It makes it a ton of fun to goof on, and generally less heart breaking to unpack. It’s oblivious, sorta “best intentions” nature makes it great example for unconscious bias.

There’s incredibly similar, but more reliably capital M Magic, tropes around Native Americans. The show Reservation Dogs does a great send up of the concept. There’s a character called the William Knifeman The Unknown Warrior. He’s a spirit guide for the protagonist. The ghost of a long dead Indian warrior. And he’s just a god damn idiot, fully aware that he is the trope and not particularly into it.

Not every “magical negro” in media is literally magic. The core thing is a side character that offers sage advice or guidance to a white character. The advice may be spiritual or mystic in nature. Or may simply be ethical/philosophical. The character operates mainly as plot device. In support of, and promoting actions by, white protagonist(s).

Morgan Freeman’s Lucius Fox from the Nolan Batmen is often used as a more mundane example. The film Hitch too, which is weirdly sorta a film centered on a mundane Magical Negro type as he goes about his multiple fixing white people jobs and stumbles into his own plot. Driving Miss Daisy is often used as kind of ur-example.
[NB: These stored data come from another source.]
//! Observability configuration for logging.

use serde::{Deserialize, Serialize};

/// Observability configuration (logging only).
#[derive(Debug, Clone, Serialize, Deserialize, Default)]
pub struct ObservabilityConfig {
    /// Logging configuration.
    #[serde(default)]
    pub logging: LoggingConfig,
}

/// Logging configuration.
#[derive(Debug, Clone, Serialize, Deserialize)]
pub struct LoggingConfig {
    /// Log level, used when `RUST_LOG` is not set.
    #[serde(default = "default_log_level")]
    pub level: String,
    /// Output format: `json`, `compact` or `full`.
    #[serde(default = "default_log_format")]
    pub format: String,
    /// Include span information.
    #[serde(default = "default_true")]
    pub include_spans: bool,
}

impl Default for LoggingConfig {
    fn default() -> Self {
        Self {
            level: default_log_level(),
            format: default_log_format(),
            include_spans: true,
        }
    }
}

/// Accepted values for [`LoggingConfig::level`].
pub const LOG_LEVELS: [&str; 5] = ["trace", "debug", "info", "warn", "error"];

/// Accepted values for [`LoggingConfig::format`].
pub const LOG_FORMATS: [&str; 3] = ["json", "compact", "full"];

fn default_log_level() -> String {
    "info".to_string()
}

fn default_log_format() -> String {
    "json".to_string()
}

const fn default_true() -> bool {
    true
}
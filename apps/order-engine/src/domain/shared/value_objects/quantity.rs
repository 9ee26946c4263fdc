//! Quantity value object for order lines.

use rust_decimal::Decimal;
use serde::{Deserialize, Serialize};
use std::fmt;

use crate::domain::shared::DomainError;

/// Largest quantity accepted on a single order.
const MAX_ORDER_QUANTITY: Decimal = Decimal::from_parts(100_000, 0, 0, false, 0);

/// A number of units of an item on an order.
///
/// Represented as a Decimal so weighed or metered goods can carry fractions.
#[derive(Debug, Clone, Copy, PartialEq, Eq, PartialOrd, Ord, Hash, Serialize, Deserialize)]
#[serde(transparent)]
pub struct Quantity(Decimal);

impl Quantity {
    /// Create a new Quantity from a Decimal.
    #[must_use]
    pub const fn new(amount: Decimal) -> Self {
        Self(amount)
    }

    /// Create a Quantity from an integer.
    #[must_use]
    pub fn from_i64(amount: i64) -> Self {
        Self(Decimal::new(amount, 0))
    }

    /// A single unit.
    pub const ONE: Self = Self(Decimal::ONE);

    /// Get the inner Decimal value.
    #[must_use]
    pub const fn amount(&self) -> Decimal {
        self.0
    }

    /// Returns true if this quantity is positive.
    #[must_use]
    pub fn is_positive(&self) -> bool {
        self.0 > Decimal::ZERO
    }

    /// Validate quantity for order processing.
    ///
    /// # Errors
    ///
    /// Returns error if quantity is zero, negative, or exceeds limits.
    pub fn validate_for_order(&self) -> Result<(), DomainError> {
        if !self.is_positive() {
            return Err(DomainError::invalid_value(
                "quantity",
                "Order quantity must be positive",
            ));
        }
        if self.0 > MAX_ORDER_QUANTITY {
            return Err(DomainError::invalid_value(
                "quantity",
                format!("Order quantity exceeds maximum: {MAX_ORDER_QUANTITY}"),
            ));
        }
        Ok(())
    }
}

impl Default for Quantity {
    fn default() -> Self {
        Self::ONE
    }
}

impl fmt::Display for Quantity {
    fn fmt(&self, f: &mut fmt::Formatter<'_>) -> fmt::Result {
        if self.0.fract().is_zero() {
            write!(f, "{}", self.0.trunc())
        } else {
            write!(f, "{:.4}", self.0)
        }
    }
}

impl From<Decimal> for Quantity {
    fn from(value: Decimal) -> Self {
        Self(value)
    }
}

impl From<i64> for Quantity {
    fn from(value: i64) -> Self {
        Self::from_i64(value)
    }
}

#[cfg(test)]
mod tests {
    use super::*;
    use rust_decimal_macros::dec;

    #[test]
    fn quantity_display() {
        assert_eq!(format!("{}", Quantity::from_i64(3)), "3");
        assert_eq!(format!("{}", Quantity::new(dec!(1.5))), "1.5000");
    }

    #[test]
    fn quantity_default_is_one() {
        assert_eq!(Quantity::default(), Quantity::ONE);
    }

    #[test]
    fn quantity_validate_for_order() {
        assert!(Quantity::from_i64(0).validate_for_order().is_err());
        assert!(Quantity::from_i64(-2).validate_for_order().is_err());
        assert!(Quantity::from_i64(100_001).validate_for_order().is_err());
        assert!(Quantity::from_i64(1).validate_for_order().is_ok());
        assert!(Quantity::new(dec!(0.25)).validate_for_order().is_ok());
    }
}
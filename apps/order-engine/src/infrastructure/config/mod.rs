//! Application wiring.

mod container;

pub use container::Container;
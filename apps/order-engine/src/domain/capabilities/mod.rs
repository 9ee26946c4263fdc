//! Capability Traits
//!
//! A behavior that only some variants support gets its own trait. Variants
//! that cannot honor it simply do not implement it, so asking for it is a
//! compile error instead of a runtime failure.

pub mod flight;

pub use flight::{Bird, Flyable, Ostrich, Sparrow, launch};
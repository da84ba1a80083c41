//! Services module - Pure business logic for mod metadata operations.
//!
//! This module contains the core logic for batch renaming RimWorld workshop
//! mods and swapping their About files. The services are **framework-agnostic**
//! and have no dependencies on the CLI layer, making them testable and
//! reusable.
//!
//! # Components
//!
//! - [`metadata`]: Parsing and rewriting of `About/About.xml` documents:
//!   - Extracting the root-level `name` and `description` elements
//!   - The CJK-ideograph predicate that marks a mod as already translated
//!   - Rewriting the display name while preserving the rest of the document
//!
//! - [`swap`]: The three-way rename between `About.xml`, `About_old.xml`,
//!   and the `About_temp.xml` staging file, plus repair of interrupted swaps.
//!
//! - [`translate`]: The per-folder AI rename: backup, summary request,
//!   display-name rewrite.
//!
//! - [`batch`]: The sequential runner that drives any of the above across a
//!   workshop directory with progress events, pacing, and cancellation.
//!
//! # Design Philosophy
//!
//! The services layer is designed to be:
//! - **Pure**: No side effects beyond file I/O and provider HTTP calls
//! - **Async**: Provider-facing operations use tokio for non-blocking I/O
//! - **Testable**: No hidden dependencies, all inputs are explicit parameters
//! - **Framework-agnostic**: No terminal handling, only business logic
//!
//! # Usage Example
//!
//! ```ignore
//! use rimnamer::services::batch::{self, BatchOptions, SwapRestoreAction};
//!
//! let folders = batch::discover_mod_folders(&workshop_root)?;
//! let action = SwapRestoreAction::new();
//! let summary = batch::run_batch(
//!     &action,
//!     &folders,
//!     &state,
//!     cancel_rx,
//!     &BatchOptions::default(),
//! ).await;
//! println!("{}", summary.summary_line());
//! ```

pub mod batch;
pub mod metadata;
pub mod swap;
pub mod translate;

pub use batch::{
    BatchError, BatchOptions, BatchSummary, FolderAction, FolderOutcome, SwapApplyAction,
    SwapRestoreAction, discover_mod_folders, run_batch,
};
pub use metadata::{AboutMetadata, MetadataError, contains_cjk};
pub use swap::{LeftoverRepair, SwapError, SwapOutcome, SwapService};
pub use translate::{SYSTEM_PROMPT, TranslateError, TranslateService};
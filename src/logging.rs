use anyhow::{Context, Result};
use camino::Utf8PathBuf;
use std::fs;
use tracing_appender::rolling;
use tracing_subscriber::{EnvFilter, layer::SubscriberExt, util::SubscriberInitExt};

/// Setup logging with a rotating file appender and optional console echo.
///
/// Logs are written to the specified directory with daily rotation. Console
/// output is reserved for debug runs; normal runs keep stdout free for the
/// progress lines.
///
/// # Arguments
/// * `log_dir` - Directory for log files (e.g., "logs")
/// * `log_prefix` - Prefix for log files (e.g., "rimnamer")
/// * `debug_mode` - If true, use debug level; otherwise use info level
/// * `console_output` - If true, also log to the console
///
/// # Returns
/// A guard that must be held for the duration of the program to keep logging active
pub fn setup_logging(
    log_dir: &str,
    log_prefix: &str,
    debug_mode: bool,
    console_output: bool,
) -> Result<tracing_appender::non_blocking::WorkerGuard> {
    // Create log directory if it doesn't exist
    let log_path = Utf8PathBuf::from(log_dir);
    if !log_path.exists() {
        fs::create_dir_all(&log_path)
            .with_context(|| format!("Failed to create log directory: {log_dir}"))?;
    }

    // Create daily rotating file appender
    let file_appender = rolling::daily(log_dir, log_prefix);
    let (non_blocking, guard) = tracing_appender::non_blocking(file_appender);

    // Determine log level based on debug mode
    let env_filter = if debug_mode {
        EnvFilter::new("debug")
    } else {
        EnvFilter::new("info")
    };

    let file_layer = tracing_subscriber::fmt::layer()
        .with_writer(non_blocking)
        .with_ansi(false) // No ANSI codes in log files
        .with_target(true)
        .with_thread_ids(true)
        .with_file(true)
        .with_line_number(true);

    if console_output {
        let console_layer = tracing_subscriber::fmt::layer()
            .with_ansi(true)
            .with_target(false);

        tracing_subscriber::registry()
            .with(env_filter)
            .with(file_layer)
            .with(console_layer)
            .try_init()
            .context("Failed to set global tracing subscriber")?;
    } else {
        tracing_subscriber::registry()
            .with(env_filter)
            .with(file_layer)
            .try_init()
            .context("Failed to set global tracing subscriber")?;
    }

    tracing::info!(
        "Logging initialized: dir={}, prefix={}, debug={}, console={}",
        log_dir,
        log_prefix,
        debug_mode,
        console_output
    );

    Ok(guard)
}
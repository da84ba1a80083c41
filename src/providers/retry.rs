//! Uniform retry policy for provider calls.
//!
//! Every backend gets the same treatment: up to three attempts per call with
//! a doubling delay between them (1s, then 2s). The policy lives in one
//! decorator over [`ChatProvider`] rather than inside each client, so adding
//! a backend never means re-implementing the schedule.

use std::time::Duration;

use async_trait::async_trait;
use tracing::{info, warn};

use super::{ChatProvider, ProviderError};

/// Retry schedule for a provider call.
#[derive(Debug, Clone, Copy)]
pub struct RetryPolicy {
    /// Total attempts, including the first one.
    pub max_attempts: u32,
    /// Delay before the first retry. Doubles after each failed attempt.
    pub initial_delay: Duration,
}

impl Default for RetryPolicy {
    fn default() -> Self {
        Self {
            max_attempts: 3,
            initial_delay: Duration::from_secs(1),
        }
    }
}

/// Decorator that applies a [`RetryPolicy`] to an inner provider.
///
/// Any [`ProviderError`] from the inner call is considered transient; after
/// the final attempt the last error is returned unchanged.
pub struct RetryingProvider<P> {
    inner: P,
    policy: RetryPolicy,
}

impl<P> RetryingProvider<P> {
    pub fn new(inner: P, policy: RetryPolicy) -> Self {
        Self { inner, policy }
    }
}

#[async_trait]
impl<P: ChatProvider> ChatProvider for RetryingProvider<P> {
    async fn complete(
        &self,
        system_prompt: &str,
        user_message: &str,
    ) -> Result<String, ProviderError> {
        let mut delay = self.policy.initial_delay;
        let mut attempt = 1u32;

        loop {
            match self.inner.complete(system_prompt, user_message).await {
                Ok(text) => {
                    if attempt > 1 {
                        info!(
                            provider = self.inner.id(),
                            attempt, "Provider call succeeded after retry"
                        );
                    }
                    return Ok(text);
                }
                Err(err) if attempt >= self.policy.max_attempts => {
                    warn!(
                        provider = self.inner.id(),
                        attempts = attempt,
                        error = %err,
                        "Provider call failed, attempts exhausted"
                    );
                    return Err(err);
                }
                Err(err) => {
                    warn!(
                        provider = self.inner.id(),
                        attempt,
                        max_attempts = self.policy.max_attempts,
                        delay_ms = delay.as_millis() as u64,
                        error = %err,
                        "Provider call failed, retrying"
                    );
                    tokio::time::sleep(delay).await;
                    delay *= 2;
                    attempt += 1;
                }
            }
        }
    }

    fn id(&self) -> &str {
        self.inner.id()
    }
}

#[cfg(test)]
mod tests {
    use super::*;
    use std::sync::Mutex;
    use std::sync::atomic::{AtomicUsize, Ordering};
    use std::time::Instant;

    /// Stub that fails the first `fail_first` calls, then succeeds.
    struct FlakyProvider {
        calls: AtomicUsize,
        call_times: Mutex<Vec<Instant>>,
        fail_first: usize,
    }

    impl FlakyProvider {
        fn new(fail_first: usize) -> Self {
            Self {
                calls: AtomicUsize::new(0),
                call_times: Mutex::new(Vec::new()),
                fail_first,
            }
        }

        fn call_count(&self) -> usize {
            self.calls.load(Ordering::SeqCst)
        }
    }

    #[async_trait]
    impl ChatProvider for FlakyProvider {
        async fn complete(&self, _system: &str, _user: &str) -> Result<String, ProviderError> {
            let n = self.calls.fetch_add(1, Ordering::SeqCst);
            self.call_times.lock().unwrap().push(Instant::now());
            if n < self.fail_first {
                Err(ProviderError::Request(format!("transient failure {n}")))
            } else {
                Ok("摘要".to_string())
            }
        }

        fn id(&self) -> &str {
            "stub"
        }
    }

    fn fast_policy() -> RetryPolicy {
        RetryPolicy {
            max_attempts: 3,
            initial_delay: Duration::from_millis(10),
        }
    }

    #[tokio::test]
    async fn test_success_on_first_attempt_makes_one_call() {
        let provider = RetryingProvider::new(FlakyProvider::new(0), fast_policy());

        let text = provider.complete("sys", "msg").await.unwrap();

        assert_eq!(text, "摘要");
        assert_eq!(provider.inner.call_count(), 1);
    }

    #[tokio::test]
    async fn test_recovers_after_transient_failures() {
        let provider = RetryingProvider::new(FlakyProvider::new(2), fast_policy());

        let text = provider.complete("sys", "msg").await.unwrap();

        assert_eq!(text, "摘要");
        assert_eq!(provider.inner.call_count(), 3);
    }

    #[tokio::test]
    async fn test_returns_last_error_after_attempts_exhausted() {
        let provider = RetryingProvider::new(FlakyProvider::new(10), fast_policy());

        let err = provider.complete("sys", "msg").await.unwrap_err();

        assert_eq!(provider.inner.call_count(), 3);
        // the error from attempt 3 (zero-based call 2) comes back unchanged
        assert!(err.to_string().contains("transient failure 2"));
    }

    #[tokio::test]
    async fn test_delay_doubles_between_attempts() {
        let policy = RetryPolicy {
            max_attempts: 3,
            initial_delay: Duration::from_millis(40),
        };
        let provider = RetryingProvider::new(FlakyProvider::new(10), policy);

        provider.complete("sys", "msg").await.unwrap_err();

        let times = provider.inner.call_times.lock().unwrap();
        assert_eq!(times.len(), 3);
        let first_gap = times[1] - times[0];
        let second_gap = times[2] - times[1];
        assert!(first_gap >= Duration::from_millis(40));
        assert!(second_gap >= Duration::from_millis(80));
        // sanity bound so a runaway schedule fails the test
        assert!(second_gap < Duration::from_millis(800));
    }

    #[tokio::test]
    async fn test_decorator_reports_inner_id() {
        let provider = RetryingProvider::new(FlakyProvider::new(0), fast_policy());
        assert_eq!(provider.id(), "stub");
    }
}
// rimnamer - Batch AI renaming and metadata swap for RimWorld workshop mods
//
// This is the library crate containing the core business logic and data structures.
// The binary crate (main.rs) provides the CLI entry point.

pub mod cli;
pub mod config;
pub mod logging;
pub mod metrics;
pub mod models;
pub mod providers;
pub mod services;
pub mod state;

// Re-export commonly used types for convenience
pub use config::ConfigManager;
pub use models::{AppState, FolderStatus, ModelConfig};
pub use providers::{ChatProvider, ProviderError, ProviderKind};
pub use state::{StateChange, StateManager};

/// Application version
pub const VERSION: &str = env!("CARGO_PKG_VERSION");

/// Application name
pub const APP_NAME: &str = env!("CARGO_PKG_NAME");
//! rimnamer - Batch AI renaming and metadata swap for RimWorld workshop mods
//!
//! Main entry point for the command-line application. It initializes:
//! - Logging infrastructure (daily-rotating file logs, console echo in debug mode)
//! - Tokio async runtime (worker threads for provider calls and file I/O)
//! - State management ([`StateManager`])
//! - Command execution (`rimnamer::cli` - translate / apply / restore batches)
//!
//! # Execution Flow
//!
//! 1. Parse arguments (subcommand plus global --log-dir / --debug)
//! 2. Initialize logging → logs/rimnamer.<date>
//! 3. Create tokio runtime with 4 worker threads
//! 4. Create StateManager (Arc<RwLock<AppState>>)
//! 5. Run the selected batch to completion (Ctrl-C stops at folder boundaries)
//! 6. Log the metrics summary and shut the runtime down with a 5s timeout
//!
//! # Configuration
//!
//! The translate command reads provider settings from `model_config.json`
//! (or the file named by `--config`); flags and environment variables
//! override it. Swap commands need no configuration beyond `--root`.

use anyhow::Result;
use clap::Parser;
use rimnamer::cli::{self, Args};
use rimnamer::{APP_NAME, StateManager, VERSION};
use std::sync::Arc;

/// Main entry point for the rimnamer CLI
///
/// # Returns
///
/// - `Ok(())` if the requested batch ran to completion (individual folder
///   failures are reported in the summary, not here)
/// - `Err(_)` if initialization failed or the run could not proceed
///
/// # Errors
///
/// This function can fail if:
/// - Logging initialization fails (disk space, permissions)
/// - Tokio runtime creation fails (system resources)
/// - The provider id is unknown or no credential could be resolved
/// - The workshop root is missing, unreadable, or empty
fn main() -> Result<()> {
    let args = Args::parse();

    // Setup logging before anything else; the guard must outlive the run
    let _guard =
        rimnamer::logging::setup_logging(&args.log_dir, "rimnamer", args.debug, args.debug)?;

    tracing::info!("Starting {} v{}", APP_NAME, VERSION);

    // Create tokio runtime for async operations
    // This will handle provider HTTP calls and file I/O
    let runtime = tokio::runtime::Builder::new_multi_thread()
        .enable_all()
        .worker_threads(4)
        .thread_name("rimnamer-worker")
        .build()?;

    tracing::info!("Tokio runtime initialized with {} worker threads", 4);

    // Create state manager for run state and progress events
    let state_manager = Arc::new(StateManager::new());
    tracing::info!("State manager initialized");

    // Run the selected command to completion
    let result = runtime.block_on(cli::run(args, state_manager.clone()));

    // Log aggregate counters collected during the run
    state_manager.metrics().log_summary();

    // Shutdown the tokio runtime gracefully
    runtime.shutdown_timeout(std::time::Duration::from_secs(5));

    tracing::info!("Application shutdown complete");

    result.map_err(|e| {
        tracing::error!("Run failed: {e:#}");
        e
    })
}
//! Mod metadata document handling.
//!
//! RimWorld mods carry their metadata in `About/About.xml`: a root element
//! with optional `name` and `description` children. This module reads those
//! two fields and can rewrite the `name` element's text while passing every
//! other byte of the document through untouched. Nothing else in the file is
//! interpreted.

use camino::Utf8Path;
use quick_xml::Reader;
use quick_xml::Writer;
use quick_xml::events::{BytesText, Event};
use thiserror::Error;

/// Active metadata file read by the game.
pub const ABOUT_FILE: &str = "About.xml";

/// Backup slot holding the alternate-language counterpart.
pub const BACKUP_FILE: &str = "About_old.xml";

/// Transient name used during a three-way swap.
pub const TEMP_FILE: &str = "About_temp.xml";

/// Metadata subfolder inside each mod folder.
pub const ABOUT_DIR: &str = "About";

/// Errors from reading or rewriting a metadata document.
#[derive(Error, Debug)]
pub enum MetadataError {
    #[error("I/O error: {0}")]
    Io(#[from] std::io::Error),

    #[error("XML parse error: {0}")]
    Xml(#[from] quick_xml::Error),

    #[error("metadata document is not valid UTF-8")]
    Utf8(#[from] std::string::FromUtf8Error),

    #[error("metadata document has no name element")]
    NameFieldAbsent,
}

/// The two fields this tool reads from a metadata document.
///
/// `name: None` means the element is absent entirely, which makes the
/// document ineligible for every operation. A present-but-empty element
/// parses as `Some("")`.
#[derive(Debug, Clone, Default, PartialEq, Eq)]
pub struct AboutMetadata {
    pub name: Option<String>,
    pub description: Option<String>,
}

impl AboutMetadata {
    /// Display name with the placeholder the AI message contract expects
    /// when the element is present but empty.
    pub fn effective_name(&self) -> Option<String> {
        self.name.as_ref().map(|name| {
            if name.is_empty() {
                "未找到名称".to_string()
            } else {
                name.clone()
            }
        })
    }

    /// Description with the placeholder used when absent or empty.
    pub fn effective_description(&self) -> String {
        match self.description.as_deref() {
            Some(text) if !text.is_empty() => text.to_string(),
            _ => "未找到描述".to_string(),
        }
    }
}

/// True if the text contains a CJK ideograph (U+4E00..=U+9FFF).
///
/// Presence of such a character in the display name is the sole signal that
/// a mod has already been translated.
pub fn contains_cjk(text: &str) -> bool {
    text.chars().any(|c| ('\u{4e00}'..='\u{9fff}').contains(&c))
}

#[derive(Clone, Copy, PartialEq, Eq)]
enum Field {
    Name,
    Description,
}

/// Parse the `name` and `description` children of the root element.
///
/// Only direct children of the root are considered; deeper elements with the
/// same tag names are ignored. Text split across entity references is
/// accumulated.
pub fn parse_metadata(xml: &str) -> Result<AboutMetadata, MetadataError> {
    let mut reader = Reader::from_str(xml);
    let mut depth = 0usize;
    let mut capture: Option<Field> = None;
    let mut metadata = AboutMetadata::default();

    loop {
        match reader.read_event()? {
            Event::Eof => break,
            Event::Start(start) => {
                depth += 1;
                if depth == 2 {
                    capture = match start.local_name().as_ref() {
                        b"name" => {
                            metadata.name.get_or_insert_with(String::new);
                            Some(Field::Name)
                        }
                        b"description" => {
                            metadata.description.get_or_insert_with(String::new);
                            Some(Field::Description)
                        }
                        _ => None,
                    };
                }
            }
            Event::Empty(empty) => {
                // Self-closing child of the root counts as present but empty.
                if depth == 1 {
                    match empty.local_name().as_ref() {
                        b"name" => {
                            metadata.name.get_or_insert_with(String::new);
                        }
                        b"description" => {
                            metadata.description.get_or_insert_with(String::new);
                        }
                        _ => {}
                    }
                }
            }
            Event::End(_) => {
                if depth == 2 {
                    capture = None;
                }
                depth = depth.saturating_sub(1);
            }
            Event::Text(text) => {
                if depth == 2 {
                    if let Some(field) = capture {
                        let decoded = text.unescape()?;
                        match field {
                            Field::Name => {
                                if let Some(name) = metadata.name.as_mut() {
                                    name.push_str(&decoded);
                                }
                            }
                            Field::Description => {
                                if let Some(description) = metadata.description.as_mut() {
                                    description.push_str(&decoded);
                                }
                            }
                        }
                    }
                }
            }
            Event::CData(cdata) => {
                if depth == 2 {
                    if let Some(field) = capture {
                        let decoded = String::from_utf8_lossy(cdata.as_ref()).into_owned();
                        match field {
                            Field::Name => {
                                if let Some(name) = metadata.name.as_mut() {
                                    name.push_str(&decoded);
                                }
                            }
                            Field::Description => {
                                if let Some(description) = metadata.description.as_mut() {
                                    description.push_str(&decoded);
                                }
                            }
                        }
                    }
                }
            }
            _ => {}
        }
    }

    Ok(metadata)
}

/// Read and parse a metadata file.
pub fn load_metadata(path: &Utf8Path) -> Result<AboutMetadata, MetadataError> {
    let xml = std::fs::read_to_string(path)?;
    parse_metadata(&xml)
}

/// Rewrite the root-level `name` element's text, leaving everything else in
/// the document byte-for-byte intact (declaration, attributes, ordering,
/// whitespace, unrelated elements).
///
/// Returns [`MetadataError::NameFieldAbsent`] when the document has no name
/// element to rewrite.
pub fn rewrite_display_name(xml: &str, new_name: &str) -> Result<String, MetadataError> {
    let mut reader = Reader::from_str(xml);
    let mut writer = Writer::new(Vec::new());
    let mut depth = 0usize;
    let mut in_name = false;
    let mut replaced = false;

    loop {
        match reader.read_event()? {
            Event::Eof => break,
            Event::Start(start) => {
                depth += 1;
                let is_target =
                    depth == 2 && start.local_name().as_ref() == b"name" && !replaced;
                writer.write_event(Event::Start(start))?;
                if is_target {
                    writer.write_event(Event::Text(BytesText::new(new_name)))?;
                    in_name = true;
                    replaced = true;
                }
            }
            Event::Empty(empty) => {
                if depth == 1 && empty.local_name().as_ref() == b"name" && !replaced {
                    let end = empty.to_end().into_owned();
                    writer.write_event(Event::Start(empty))?;
                    writer.write_event(Event::Text(BytesText::new(new_name)))?;
                    writer.write_event(Event::End(end))?;
                    replaced = true;
                } else {
                    writer.write_event(Event::Empty(empty))?;
                }
            }
            Event::End(end) => {
                if in_name && depth == 2 {
                    in_name = false;
                }
                depth = depth.saturating_sub(1);
                writer.write_event(Event::End(end))?;
            }
            // Original text inside the name element is dropped in favor of
            // the replacement written right after its start tag.
            Event::Text(text) => {
                if !in_name {
                    writer.write_event(Event::Text(text))?;
                }
            }
            Event::CData(cdata) => {
                if !in_name {
                    writer.write_event(Event::CData(cdata))?;
                }
            }
            other => writer.write_event(other)?,
        }
    }

    if !replaced {
        return Err(MetadataError::NameFieldAbsent);
    }

    Ok(String::from_utf8(writer.into_inner())?)
}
A lot of the concept is rooted in Magical Realism, where Film in particular tends to use Black people as a prop to boot strap in the magic part. With quite a lot of that “is it magic? or is he just wise?!” going on.

There’s a hell of a lot of fetishism in the Asian Mysticism and Native American iterations. But it’s hard to detect much in the Magical Negro. Part and parcel of the trope is the character in question being sort of divorced from broader Black culture. A big reason why this so often progresses to literal magic powers is it doesn’t function on a basis of the character bettering a white protagonist by introducing them to Blackness or even stereotyped elements of Black Culture.

Though there are examples that function that way.

But that’s exactly what they’ve done.

To go back to the OP, Stephen King can take the criticism and has shown an aptitude for adjusting his biases over time. Your hand-wringing over “how” is immaterial to a conversation that’s already taken place (like, thirty years ago) and delved into far more nuance and, um “wisdom” than your responses. Criticize people and reduce them to being “angry on the internet” all you want, but you’re missing the greater conversation entirely.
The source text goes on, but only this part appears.